EXERCISE GOAL: Your answer should be each line of the entries that contains the word "rest", copied in full.

[[ THE DATA open ]]

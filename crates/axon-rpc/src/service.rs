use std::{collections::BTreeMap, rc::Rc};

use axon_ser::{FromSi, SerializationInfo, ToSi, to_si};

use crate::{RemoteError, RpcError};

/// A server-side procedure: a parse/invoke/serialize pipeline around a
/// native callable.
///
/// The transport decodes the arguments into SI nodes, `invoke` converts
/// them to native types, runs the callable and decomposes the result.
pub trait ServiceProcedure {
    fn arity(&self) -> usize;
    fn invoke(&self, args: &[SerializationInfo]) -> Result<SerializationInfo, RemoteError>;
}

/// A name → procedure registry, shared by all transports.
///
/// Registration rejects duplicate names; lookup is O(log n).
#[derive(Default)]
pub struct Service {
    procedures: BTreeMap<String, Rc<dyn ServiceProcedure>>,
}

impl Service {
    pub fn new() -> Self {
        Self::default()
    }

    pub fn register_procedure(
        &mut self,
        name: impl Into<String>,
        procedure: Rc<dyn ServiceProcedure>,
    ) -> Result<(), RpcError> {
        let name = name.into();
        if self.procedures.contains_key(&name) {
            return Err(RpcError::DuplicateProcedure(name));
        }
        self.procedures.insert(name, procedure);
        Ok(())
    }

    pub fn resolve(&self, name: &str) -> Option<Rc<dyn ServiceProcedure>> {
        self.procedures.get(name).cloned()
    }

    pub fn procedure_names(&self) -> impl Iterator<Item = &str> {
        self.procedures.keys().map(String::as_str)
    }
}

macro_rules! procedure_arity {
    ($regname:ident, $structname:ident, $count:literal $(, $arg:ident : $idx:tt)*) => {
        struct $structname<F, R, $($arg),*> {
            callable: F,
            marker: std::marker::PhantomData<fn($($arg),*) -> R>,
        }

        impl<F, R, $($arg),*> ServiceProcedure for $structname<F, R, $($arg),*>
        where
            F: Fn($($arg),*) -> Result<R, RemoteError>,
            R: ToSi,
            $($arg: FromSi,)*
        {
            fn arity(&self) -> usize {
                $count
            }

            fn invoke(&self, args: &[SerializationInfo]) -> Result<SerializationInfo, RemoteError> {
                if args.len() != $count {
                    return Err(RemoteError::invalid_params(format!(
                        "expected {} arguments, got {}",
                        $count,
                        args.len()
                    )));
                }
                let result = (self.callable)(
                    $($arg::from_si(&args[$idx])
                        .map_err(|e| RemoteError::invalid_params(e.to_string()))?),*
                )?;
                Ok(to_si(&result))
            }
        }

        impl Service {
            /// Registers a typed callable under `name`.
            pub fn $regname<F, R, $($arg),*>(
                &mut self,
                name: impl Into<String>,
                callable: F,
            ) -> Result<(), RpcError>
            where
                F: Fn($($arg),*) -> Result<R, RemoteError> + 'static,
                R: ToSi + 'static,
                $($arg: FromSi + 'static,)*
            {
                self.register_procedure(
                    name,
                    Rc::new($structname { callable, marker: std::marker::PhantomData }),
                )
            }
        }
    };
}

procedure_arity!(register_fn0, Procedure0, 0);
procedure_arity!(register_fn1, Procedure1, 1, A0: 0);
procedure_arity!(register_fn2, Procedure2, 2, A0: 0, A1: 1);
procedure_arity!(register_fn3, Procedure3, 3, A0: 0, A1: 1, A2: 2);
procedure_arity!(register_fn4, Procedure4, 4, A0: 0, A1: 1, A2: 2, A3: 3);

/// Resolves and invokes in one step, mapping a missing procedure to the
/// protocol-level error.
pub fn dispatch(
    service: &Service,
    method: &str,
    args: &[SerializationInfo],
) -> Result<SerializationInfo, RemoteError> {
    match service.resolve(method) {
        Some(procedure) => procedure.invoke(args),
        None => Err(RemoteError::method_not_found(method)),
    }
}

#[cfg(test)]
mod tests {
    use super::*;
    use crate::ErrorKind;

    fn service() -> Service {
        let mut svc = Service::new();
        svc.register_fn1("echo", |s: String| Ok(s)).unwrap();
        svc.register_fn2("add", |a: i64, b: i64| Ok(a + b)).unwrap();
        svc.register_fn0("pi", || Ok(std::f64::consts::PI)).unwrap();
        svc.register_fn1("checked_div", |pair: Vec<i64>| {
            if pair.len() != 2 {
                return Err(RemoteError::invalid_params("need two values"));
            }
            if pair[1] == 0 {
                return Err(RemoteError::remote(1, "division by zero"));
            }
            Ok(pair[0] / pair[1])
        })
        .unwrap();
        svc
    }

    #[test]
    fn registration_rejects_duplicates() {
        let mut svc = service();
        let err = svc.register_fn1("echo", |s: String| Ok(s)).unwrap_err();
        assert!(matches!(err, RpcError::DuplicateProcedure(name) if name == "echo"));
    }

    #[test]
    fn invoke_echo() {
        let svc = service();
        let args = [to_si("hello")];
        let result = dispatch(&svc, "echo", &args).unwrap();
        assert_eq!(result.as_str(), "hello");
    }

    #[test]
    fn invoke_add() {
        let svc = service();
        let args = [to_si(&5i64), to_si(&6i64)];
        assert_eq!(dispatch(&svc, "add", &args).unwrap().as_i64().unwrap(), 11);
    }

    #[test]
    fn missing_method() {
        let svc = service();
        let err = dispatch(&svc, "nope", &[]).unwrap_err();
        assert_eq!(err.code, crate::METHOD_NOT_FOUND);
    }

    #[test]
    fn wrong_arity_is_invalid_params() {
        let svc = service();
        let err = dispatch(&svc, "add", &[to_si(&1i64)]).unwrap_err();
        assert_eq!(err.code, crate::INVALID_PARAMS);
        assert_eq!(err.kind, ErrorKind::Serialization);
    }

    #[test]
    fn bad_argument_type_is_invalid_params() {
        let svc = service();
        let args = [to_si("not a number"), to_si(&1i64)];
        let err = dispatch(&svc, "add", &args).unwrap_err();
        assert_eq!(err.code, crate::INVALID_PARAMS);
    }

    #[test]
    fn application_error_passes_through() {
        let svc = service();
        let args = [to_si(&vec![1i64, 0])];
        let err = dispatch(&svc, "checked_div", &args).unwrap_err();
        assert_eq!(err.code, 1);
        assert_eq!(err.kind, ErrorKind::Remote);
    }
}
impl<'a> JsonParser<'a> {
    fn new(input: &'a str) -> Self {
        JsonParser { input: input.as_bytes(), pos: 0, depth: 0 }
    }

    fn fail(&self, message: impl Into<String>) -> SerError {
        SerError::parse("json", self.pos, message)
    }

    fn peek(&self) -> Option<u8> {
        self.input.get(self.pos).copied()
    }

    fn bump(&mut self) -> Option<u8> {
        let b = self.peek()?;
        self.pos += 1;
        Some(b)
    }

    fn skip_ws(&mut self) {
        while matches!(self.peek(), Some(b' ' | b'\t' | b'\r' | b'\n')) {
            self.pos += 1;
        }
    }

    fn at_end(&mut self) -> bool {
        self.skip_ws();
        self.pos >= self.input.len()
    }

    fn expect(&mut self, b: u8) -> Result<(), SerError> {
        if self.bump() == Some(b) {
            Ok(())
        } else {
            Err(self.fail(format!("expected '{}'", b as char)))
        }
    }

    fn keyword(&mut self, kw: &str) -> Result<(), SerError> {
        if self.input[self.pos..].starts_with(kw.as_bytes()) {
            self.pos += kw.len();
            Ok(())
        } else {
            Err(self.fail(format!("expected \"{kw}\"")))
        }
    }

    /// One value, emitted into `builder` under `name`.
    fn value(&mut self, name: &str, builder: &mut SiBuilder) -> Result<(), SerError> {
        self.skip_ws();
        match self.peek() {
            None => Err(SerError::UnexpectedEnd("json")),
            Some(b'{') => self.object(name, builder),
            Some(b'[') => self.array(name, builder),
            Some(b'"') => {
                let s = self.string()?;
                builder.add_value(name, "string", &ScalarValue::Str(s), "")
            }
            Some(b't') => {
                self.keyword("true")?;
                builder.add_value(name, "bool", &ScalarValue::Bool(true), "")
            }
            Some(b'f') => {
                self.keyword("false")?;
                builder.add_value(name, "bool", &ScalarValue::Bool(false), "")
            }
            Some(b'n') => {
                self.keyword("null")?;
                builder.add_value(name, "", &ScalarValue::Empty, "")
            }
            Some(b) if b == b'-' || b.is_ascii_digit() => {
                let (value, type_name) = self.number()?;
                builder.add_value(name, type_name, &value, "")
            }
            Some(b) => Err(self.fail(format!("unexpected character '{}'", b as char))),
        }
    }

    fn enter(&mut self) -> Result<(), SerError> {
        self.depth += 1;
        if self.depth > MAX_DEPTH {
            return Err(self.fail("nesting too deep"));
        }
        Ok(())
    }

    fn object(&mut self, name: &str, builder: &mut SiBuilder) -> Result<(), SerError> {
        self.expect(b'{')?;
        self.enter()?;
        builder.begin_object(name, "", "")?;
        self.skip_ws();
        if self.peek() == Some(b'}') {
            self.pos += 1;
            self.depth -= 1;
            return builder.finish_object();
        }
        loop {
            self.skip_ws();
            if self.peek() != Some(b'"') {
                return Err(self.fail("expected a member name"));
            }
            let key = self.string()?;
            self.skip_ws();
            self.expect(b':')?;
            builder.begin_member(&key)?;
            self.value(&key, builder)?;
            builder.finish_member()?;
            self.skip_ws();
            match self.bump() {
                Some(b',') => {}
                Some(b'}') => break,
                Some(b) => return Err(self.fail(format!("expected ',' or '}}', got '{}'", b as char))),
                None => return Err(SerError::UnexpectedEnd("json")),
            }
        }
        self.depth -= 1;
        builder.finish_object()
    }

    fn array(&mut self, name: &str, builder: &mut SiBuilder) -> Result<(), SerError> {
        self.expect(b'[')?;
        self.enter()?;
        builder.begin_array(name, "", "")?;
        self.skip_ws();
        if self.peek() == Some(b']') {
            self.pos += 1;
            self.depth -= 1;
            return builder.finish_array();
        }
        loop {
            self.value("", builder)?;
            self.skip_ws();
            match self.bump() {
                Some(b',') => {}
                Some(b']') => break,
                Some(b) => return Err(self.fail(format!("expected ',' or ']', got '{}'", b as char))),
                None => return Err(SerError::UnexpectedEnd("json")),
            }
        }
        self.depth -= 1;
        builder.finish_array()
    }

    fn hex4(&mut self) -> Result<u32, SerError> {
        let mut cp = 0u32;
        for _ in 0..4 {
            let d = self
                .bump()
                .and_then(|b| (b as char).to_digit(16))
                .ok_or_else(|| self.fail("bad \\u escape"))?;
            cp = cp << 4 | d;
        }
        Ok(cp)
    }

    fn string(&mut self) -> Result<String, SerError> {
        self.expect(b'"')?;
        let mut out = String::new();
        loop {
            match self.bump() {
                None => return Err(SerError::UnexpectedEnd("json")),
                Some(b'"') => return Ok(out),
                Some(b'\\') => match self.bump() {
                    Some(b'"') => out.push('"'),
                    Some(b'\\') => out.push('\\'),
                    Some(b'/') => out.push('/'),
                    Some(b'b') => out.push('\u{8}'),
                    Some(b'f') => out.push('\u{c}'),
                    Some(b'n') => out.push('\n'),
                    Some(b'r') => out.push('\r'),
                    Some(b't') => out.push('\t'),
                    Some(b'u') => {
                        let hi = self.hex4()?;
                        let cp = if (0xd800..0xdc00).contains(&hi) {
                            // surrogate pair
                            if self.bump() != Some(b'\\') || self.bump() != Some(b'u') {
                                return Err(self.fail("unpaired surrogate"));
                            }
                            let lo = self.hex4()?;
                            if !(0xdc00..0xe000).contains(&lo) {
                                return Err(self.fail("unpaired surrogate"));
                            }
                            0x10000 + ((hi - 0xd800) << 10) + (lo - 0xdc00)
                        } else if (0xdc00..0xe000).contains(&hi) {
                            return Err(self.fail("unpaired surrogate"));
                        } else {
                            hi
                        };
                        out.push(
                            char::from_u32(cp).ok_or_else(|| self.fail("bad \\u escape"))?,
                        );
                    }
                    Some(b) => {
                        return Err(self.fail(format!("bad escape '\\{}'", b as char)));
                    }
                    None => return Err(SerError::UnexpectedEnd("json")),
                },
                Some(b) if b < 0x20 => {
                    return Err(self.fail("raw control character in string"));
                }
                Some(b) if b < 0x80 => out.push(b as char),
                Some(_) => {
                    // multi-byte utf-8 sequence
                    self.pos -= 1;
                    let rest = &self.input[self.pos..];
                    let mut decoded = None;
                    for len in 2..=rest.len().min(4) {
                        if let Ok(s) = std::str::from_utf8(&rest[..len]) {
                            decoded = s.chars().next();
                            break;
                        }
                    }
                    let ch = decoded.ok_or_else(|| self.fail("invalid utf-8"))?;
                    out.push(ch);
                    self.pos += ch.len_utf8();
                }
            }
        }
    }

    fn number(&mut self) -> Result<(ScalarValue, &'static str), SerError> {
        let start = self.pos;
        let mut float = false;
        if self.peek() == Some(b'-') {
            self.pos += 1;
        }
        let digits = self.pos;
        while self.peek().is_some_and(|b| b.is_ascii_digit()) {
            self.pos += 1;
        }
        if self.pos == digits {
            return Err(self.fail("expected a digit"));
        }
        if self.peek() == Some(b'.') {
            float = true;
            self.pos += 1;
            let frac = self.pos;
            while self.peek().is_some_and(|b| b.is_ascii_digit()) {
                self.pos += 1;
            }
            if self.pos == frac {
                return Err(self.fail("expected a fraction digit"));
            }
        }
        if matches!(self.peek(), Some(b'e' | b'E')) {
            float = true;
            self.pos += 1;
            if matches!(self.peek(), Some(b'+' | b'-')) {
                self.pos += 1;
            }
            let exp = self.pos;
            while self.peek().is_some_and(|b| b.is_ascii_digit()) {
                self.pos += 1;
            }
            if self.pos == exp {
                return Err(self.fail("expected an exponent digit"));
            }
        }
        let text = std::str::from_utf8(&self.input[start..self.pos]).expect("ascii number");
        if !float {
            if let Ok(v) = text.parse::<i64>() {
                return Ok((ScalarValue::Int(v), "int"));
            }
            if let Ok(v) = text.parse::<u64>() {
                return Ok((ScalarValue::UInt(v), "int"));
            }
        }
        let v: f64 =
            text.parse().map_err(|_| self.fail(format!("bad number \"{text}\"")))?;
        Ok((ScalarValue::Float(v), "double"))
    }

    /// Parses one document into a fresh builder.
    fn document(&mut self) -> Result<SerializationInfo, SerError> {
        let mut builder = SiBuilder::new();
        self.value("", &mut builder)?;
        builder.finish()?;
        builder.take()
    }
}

[[ THE DATA closed ]]

OUTPUT FOR THIS EXERCISE:
                    let rest = &self.input[self.pos..];
                    for len in 2..=rest.len().min(4) {
                        if let Ok(s) = std::str::from_utf8(&rest[..len]) {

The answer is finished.